The SIPTU union Vice President, Des Geraghty, has called on the trade union movement to set a minimum wage of £5.00 an hour - significantly above the £4.45 proposed by the Government for April next year. He was speaking during a debate on low pay at the Congress of Trade Unions conference in Killarney.
The Director General of the employers' organisation, IBEC, today urged union leaders to be very sure of an alternatives before discarding social partnership and centralised pay bargaining. John Dunne told the conference that he believed social partnership had worked, even if it was not perfect. Mr. Dunne is the first leader of the employers' organisation to address the conference.
A senior union official said earlier that employee share ownership plans and profit-sharing schemes must form part of any new national agreement. The comment was made by Shay Coady, the Deputy General Secretary of the public service union, IMPACT. Mr. Coady said that share ownership plans in particular were more than simply reward mechanisms for staff. He said that studies showed that companies with significant plans of this sort had high productivity and enhanced share values.

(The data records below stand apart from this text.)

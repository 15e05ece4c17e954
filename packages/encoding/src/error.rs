//! Error types for the codec

use std::path::PathBuf;
use thiserror::Error;

/// Codec errors
#[derive(Debug, Error)]
pub enum CodecError {
    /// The input is not one of the kinds the codec can normalize
    #[error("Unsupported input kind: {0}")]
    UnsupportedInputKind(String),

    /// A text character has no 8-bit representation
    #[error("Character {ch:?} at index {index} does not fit in 8 bits")]
    CharOutOfRange {
        /// The offending character
        ch: char,
        /// Its position in the text, counted in characters
        index: usize,
    },

    /// A file input could not be read
    #[error("Failed to read {}: {source}", .path.display())]
    Io {
        /// Path that was requested
        path: PathBuf,
        /// Underlying I/O failure
        source: std::io::Error,
    },

    /// A record input could not be serialized
    #[error("Record serialization error: {0}")]
    Serialization(String),

    /// Encoded text is not valid for the alphabet
    #[error("Invalid encoding: {0}")]
    InvalidEncoding(String),
}

impl CodecError {
    /// Create an unsupported input kind error
    #[must_use]
    pub fn unsupported(kind: impl Into<String>) -> Self {
        Self::UnsupportedInputKind(kind.into())
    }

    /// Create an invalid encoding error
    #[must_use]
    pub fn invalid_encoding(msg: impl Into<String>) -> Self {
        Self::InvalidEncoding(msg.into())
    }
}

/// Result type for codec operations
pub type CodecResult<T> = std::result::Result<T, CodecError>;
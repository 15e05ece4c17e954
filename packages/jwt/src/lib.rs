//! HS256 JSON Web Tokens
//!
//! A token is three `.`-joined segments: the URL-safe Base64 encoding of the
//! header JSON, the same for the payload JSON, and the lowercase hex
//! HMAC-SHA256 tag over the first two segments joined by `.`.
//!
//! - [`token`] has the pure operations: [`encode`], [`decode`], [`verify`]
//!   and [`decode_verified`].
//! - [`Jwt`] keeps the last encoded token, for callers that build once and
//!   decode later.
//! - [`JwtBuilder`] holds a header and secret for repeated signing.
//!
//! [`decode`] does not check the tag.

#![forbid(unsafe_code)]

mod assembler;
mod builder;
mod error;
pub mod token;
mod types;

pub use assembler::Jwt;
pub use builder::JwtBuilder;
pub use error::{JwtError, JwtResult};
pub use token::{decode, decode_verified, encode, verify};
pub use types::{Claims, Header};
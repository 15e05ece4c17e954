//! Stateful token holder

use crate::builder::JwtBuilder;
use crate::error::{JwtError, JwtResult};
use crate::token;
use serde::Serialize;
use serde_json::Value;
use std::fmt;
use zeroize::Zeroizing;

/// A header, payload and secret together with the last token built from them.
///
/// [`Jwt::decode`] reads the stored token, so it fails with
/// [`JwtError::NoToken`] until [`Jwt::encode`] has succeeded. The free
/// functions in [`crate::token`] take the token as an argument instead.
pub struct Jwt {
    header: Value,
    payload: Value,
    secret: Zeroizing<Vec<u8>>,
    token: Option<String>,
}

impl Jwt {
    /// Capture `header` and `payload` as JSON.
    pub fn new<H, P>(header: &H, payload: &P, secret: &[u8]) -> JwtResult<Self>
    where
        H: Serialize + ?Sized,
        P: Serialize + ?Sized,
    {
        let header = serde_json::to_value(header)
            .map_err(|e| JwtError::serialization(format!("Failed to serialize header: {e}")))?;
        let payload = serde_json::to_value(payload)
            .map_err(|e| JwtError::serialization(format!("Failed to serialize payload: {e}")))?;
        Ok(Self {
            header,
            payload,
            secret: Zeroizing::new(secret.to_vec()),
            token: None,
        })
    }

    /// Configurable signer that does not retain tokens.
    #[must_use]
    pub fn builder() -> JwtBuilder {
        JwtBuilder::new()
    }

    /// Build, store and return the token.
    pub fn encode(&mut self) -> JwtResult<&str> {
        let token = token::encode(&self.header, &self.payload, &self.secret)?;
        let token = self.token.insert(token);
        Ok(token.as_str())
    }

    /// Header and payload of the stored token. The tag is not checked.
    pub fn decode(&self) -> JwtResult<(Value, Value)> {
        token::decode(self.current()?)
    }

    /// Check the stored token against this holder's secret.
    pub fn verify(&self) -> JwtResult<()> {
        token::verify(self.current()?, &self.secret)
    }

    /// The stored token, if any.
    #[must_use]
    pub fn token(&self) -> Option<&str> {
        self.token.as_deref()
    }

    fn current(&self) -> JwtResult<&str> {
        self.token.as_deref().ok_or(JwtError::NoToken)
    }
}

impl fmt::Debug for Jwt {
    fn fmt(&self, f: &mut fmt::Formatter<'_>) -> fmt::Result {
        f.debug_struct("Jwt")
            .field("header", &self.header)
            .field("payload", &self.payload)
            .field("secret", &"..")
            .field("token", &self.token)
            .finish()
    }
}
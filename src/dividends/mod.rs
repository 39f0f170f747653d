//! Dividend queries: fan-out aggregation and the cache-through façade

pub mod aggregator;
pub mod input;
pub mod service;

pub use aggregator::{
    global_total, partition_total, AggregationEngine, AggregationError, MergedDividends,
    PartitionDividends, PartitionFailure,
};
pub use input::spawn_line_reader;
pub use service::{CacheSettings, DividendQuery, DividendResponse, DividendService, ServiceError};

IBEC has already made the case that the best way to increase the pay in workers pockets has been through tax reductions. However, that has been rejected by union leaders as only half the pay and taxation formula set out in Partnership 2000. Companies who have so far been reluctant to enter into profit-sharing arrangements, have already been warned at the conference that their attitude threatens the very process which has been the best guarantee of their success.